▶ _EXERCISE REQUIREMENTS_
The answer must consist of every line below that contains the word "default".

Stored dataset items
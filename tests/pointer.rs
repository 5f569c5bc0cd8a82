use glam::{Vec2, Vec3};
use petalfx::config::CameraConfig;
use petalfx::mesh::{quad, uv_sphere};
use petalfx::pointer::{direction_from, Camera, PointerState};

#[test]
fn client_coordinates_map_to_ndc_with_y_up() {
    let centre = PointerState::from_client(400.0, 300.0, 800.0, 600.0);
    assert_eq!(centre.ndc(), Some(Vec2::ZERO));
    let top_left = PointerState::from_client(0.0, 0.0, 800.0, 600.0);
    assert_eq!(top_left.ndc(), Some(Vec2::new(-1.0, 1.0)));
    assert_eq!(top_left.to_client(800.0, 600.0), Some(Vec2::ZERO));
}

#[test]
fn zero_sized_viewport_has_no_pointer() {
    assert_eq!(PointerState::from_client(10.0, 10.0, 0.0, 600.0), PointerState::Absent);
    assert_eq!(PointerState::Absent.to_client(800.0, 600.0), None);
}

#[test]
fn centre_of_screen_unprojects_to_world_origin() {
    let camera = Camera::new(CameraConfig::default(), 16.0 / 9.0);
    let hit = camera.unproject_to_plane(Vec2::ZERO).unwrap();
    assert!(hit.length() < 1e-3, "hit {hit}");
}

#[test]
fn unprojected_point_lands_on_the_plane_and_reprojects() {
    let camera = Camera::new(CameraConfig::default(), 1.5);
    let ndc = Vec2::new(0.5, -0.25);
    let hit = camera.unproject_to_plane(ndc).unwrap();
    assert!(hit.z.abs() < 1e-3);
    assert!(hit.x > 0.0 && hit.y < 0.0);
    let back = camera.view_projection().project_point3(hit);
    assert!((back.truncate() - ndc).length() < 1e-3);
}

#[test]
fn absent_pointer_has_no_world_position() {
    let camera = Camera::new(CameraConfig::default(), 1.0);
    assert_eq!(camera.pointer_world(PointerState::Absent), None);
}

#[test]
fn bad_aspect_falls_back_to_square() {
    let square = Camera::new(CameraConfig::default(), 1.0).projection();
    let mut camera = Camera::new(CameraConfig::default(), 0.0);
    assert_eq!(camera.projection(), square);
    camera.set_aspect(f32::NAN);
    assert!(camera.projection().is_finite());
    assert_eq!(camera.projection(), square);
}

#[test]
fn coincident_points_have_no_direction() {
    assert!(direction_from(Vec3::ONE, Vec3::ONE).is_none());
    let (dir, dist) = direction_from(Vec3::ZERO, Vec3::new(0.0, 3.0, 4.0)).unwrap();
    assert!((dist - 5.0).abs() < 1e-6);
    assert!((dir.length() - 1.0).abs() < 1e-6);
}

#[test]
fn meshes_index_only_their_own_vertices() {
    for mesh in [uv_sphere(1.0, 8, 6), quad(1.0)] {
        let count = mesh.vertex_count();
        assert!(mesh.indices.iter().all(|&i| (i as usize) < count));
        assert_eq!(mesh.indices.len() % 3, 0);
    }
    let sphere = uv_sphere(2.0, 8, 6);
    for v in sphere.positions.chunks(3) {
        assert!((Vec3::from_slice(v).length() - 2.0).abs() < 1e-4);
    }
}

▶ _SOLUTION TO THIS PROBLEM_
    let camera = Camera::new(CameraConfig::default(), 16.0 / 9.0);
    let camera = Camera::new(CameraConfig::default(), 1.5);
    let camera = Camera::new(CameraConfig::default(), 1.0);
    let square = Camera::new(CameraConfig::default(), 1.0).projection();
    let mut camera = Camera::new(CameraConfig::default(), 0.0);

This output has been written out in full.